DataframeFunction Entities

There are three entities to represent a metaflow dataframe function and the composition of functions:

Note - These are user facing entities, internally these can be implemented as derived classes from common base classes, and additionally derived classes can be created with similar relationships.

  1. dataframe_function: The raw, callable function. It's decorated with @dataframe_function which enforces the type structure. @dataframe_function's must take as a first argument a MetaflowDataFrame (possibly typed) and as a second argument a FunctionParameters (Also possibly typed), which indicates the name and types parameters expected. FunctionParameters is required to be passed at the call point or have defaults. Calling this function will run as a normal function in the current environment.
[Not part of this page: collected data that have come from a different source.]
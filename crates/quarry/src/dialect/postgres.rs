//! PostgreSQL dialect: the ANSI clause plan with `$n` placeholders and
//! Postgres type names.

use crate::dialect::ansi::render_clause_with;
use crate::dialect::{AnsiDialect, ClauseGroup, Dialect, TxOp};
use crate::error::QuarryResult;
use crate::query::render::RenderCtx;
use crate::query::Query;
use crate::value::DataKind;

pub struct PostgresDialect;

impl Dialect for PostgresDialect {
    fn name(&self) -> &'static str {
        "postgres"
    }

    fn render_clause(
        &self,
        group: ClauseGroup,
        query: &Query,
        ctx: &mut RenderCtx,
    ) -> QuarryResult<String> {
        render_clause_with(self, group, query, ctx)
    }

    fn placeholder(&self, index: usize, _label: &str) -> String {
        format!("${index}")
    }

    fn data_kind_name(&self, kind: DataKind) -> QuarryResult<&'static str> {
        Ok(match kind {
            DataKind::Boolean => "BOOLEAN",
            DataKind::Integer => "BIGINT",
            DataKind::Float => "DOUBLE PRECISION",
            DataKind::Text => "TEXT",
            DataKind::Binary => "BYTEA",
            DataKind::Timestamp => "TIMESTAMPTZ",
        })
    }

    fn transaction_fragment(&self, op: TxOp, name: Option<&str>) -> QuarryResult<String> {
        AnsiDialect.transaction_fragment(op, name)
    }
}
//! Per-worker connection lifecycle.
//!
//! One connection slot per OS thread, keyed by [`std::thread::ThreadId`].
//! The slot map lives under a plain mutex held only for map lookups;
//! each slot has its own async mutex so a slow connect on one worker
//! never blocks another.

use std::collections::HashMap;
use std::future::Future;
use std::sync::{Arc, Mutex};
use std::thread::{self, ThreadId};
use std::time::{Duration, Instant};

use serde::{Deserialize, Serialize};

use crate::dialect::{self, Dialect};
use crate::error::{QuarryError, QuarryResult};
use crate::query::{self, Query};

/// A live connection the manager can health-check.
pub trait Connection: Send + Sync + 'static {
    fn is_connected(&self) -> bool;
}

/// Opens connections from a connection string.
pub trait Connect: Send + Sync {
    type Conn: Connection;

    fn connect(
        &self,
        conn_string: &str,
    ) -> impl Future<Output = QuarryResult<Self::Conn>> + Send;
}

/// Discrete connection settings, assembled into a connection string
/// when no explicit one is configured.
#[derive(Debug, Clone, Default, Serialize, Deserialize)]
pub struct ConnectionSettings {
    pub host: String,
    pub port: u16,
    pub database: String,
    pub user: String,
    pub password: String,
}

impl ConnectionSettings {
    pub fn to_conn_string(&self) -> String {
        format!(
            "host={} port={} dbname={} user={} password={}",
            self.host, self.port, self.database, self.user, self.password
        )
    }
}

/// Manager configuration. One of `conn_string` or `settings` must be
/// present; construction fails otherwise.
#[derive(Debug, Clone, Serialize, Deserialize)]
pub struct ManagerConfig {
    pub conn_string: Option<String>,
    pub settings: Option<ConnectionSettings>,
    /// Reconnect when a connection has outlived `renewal_interval`.
    pub auto_renew: bool,
    pub renewal_interval: Duration,
}

impl Default for ManagerConfig {
    fn default() -> Self {
        Self {
            conn_string: None,
            settings: None,
            auto_renew: true,
            renewal_interval: Duration::from_secs(900),
        }
    }
}

struct Slot<C> {
    state: tokio::sync::Mutex<SlotState<C>>,
}

struct SlotState<C> {
    conn: Option<Arc<C>>,
    last_connect: Option<Instant>,
}

impl<C> Slot<C> {
    fn new() -> Self {
        Self {
            state: tokio::sync::Mutex::new(SlotState {
                conn: None,
                last_connect: None,
            }),
        }
    }
}

/// Hands each worker thread its own lazily opened, periodically renewed
/// connection, plus a per-worker query builder seeded with the
/// manager's dialect.
pub struct ConnectionManager<F: Connect> {
    connector: F,
    config: ManagerConfig,
    conn_string: String,
    dialect: Arc<dyn Dialect>,
    workers: Mutex<HashMap<ThreadId, Arc<Slot<F::Conn>>>>,
}

impl<F: Connect> ConnectionManager<F> {
    pub fn new(config: ManagerConfig, connector: F) -> QuarryResult<Self> {
        let conn_string = match (&config.conn_string, &config.settings) {
            (Some(conn_string), _) => conn_string.clone(),
            (None, Some(settings)) => settings.to_conn_string(),
            (None, None) => {
                return Err(QuarryError::connection(
                    "neither a connection string nor connection settings are configured",
                ));
            }
        };
        Ok(Self {
            connector,
            config,
            conn_string,
            dialect: dialect::ansi(),
            workers: Mutex::new(HashMap::new()),
        })
    }

    pub fn with_dialect(mut self, dialect: Arc<dyn Dialect>) -> Self {
        self.dialect = dialect;
        self
    }

    /// The calling worker's connection, opened or renewed as needed.
    pub async fn get_for_current_worker(&self) -> QuarryResult<Arc<F::Conn>> {
        let slot = {
            let mut workers = self.workers.lock().unwrap();
            workers
                .entry(thread::current().id())
                .or_insert_with(|| Arc::new(Slot::new()))
                .clone()
        };
        self.open(&slot).await
    }

    /// A connection outside the per-worker map, for one-off work that
    /// must not disturb the worker's slot.
    pub async fn get_detached(&self) -> QuarryResult<Arc<F::Conn>> {
        self.open(&Slot::new()).await
    }

    async fn open(&self, slot: &Slot<F::Conn>) -> QuarryResult<Arc<F::Conn>> {
        let mut state = slot.state.lock().await;
        let expired = match state.last_connect {
            Some(at) => self.config.auto_renew && at.elapsed() >= self.config.renewal_interval,
            None => false,
        };
        let dead = match &state.conn {
            Some(conn) => !conn.is_connected(),
            None => true,
        };
        if dead || expired {
            let conn = self.connector.connect(&self.conn_string).await?;
            state.conn = Some(Arc::new(conn));
            state.last_connect = Some(Instant::now());
        }
        Ok(state
            .conn
            .as_ref()
            .expect("slot populated by the branch above")
            .clone())
    }

    /// A fresh query builder carrying the manager's dialect.
    pub fn builder_for_current_worker(&self) -> Query {
        query::select().with_dialect(self.dialect.clone())
    }

    /// Drop the calling worker's slot; the next request reconnects.
    pub fn remove_current_worker(&self) {
        self.workers
            .lock()
            .unwrap()
            .remove(&thread::current().id());
    }

    pub fn worker_count(&self) -> usize {
        self.workers.lock().unwrap().len()
    }
}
  2. DataFrameFunction: A class that wraps a _dataframe_function. It represents an atomic execution unit, including its environment and arguments/parameters (e.g. provided from a Task), and packaging of the code for distribution to external systems. It represents a relocatable unit of computation where run time parameters are fixed and only data must be provided. It is a callable that takes only a single parameter, a MetaflowDataFrame, which executes the function on the dataframe in an isolated environment.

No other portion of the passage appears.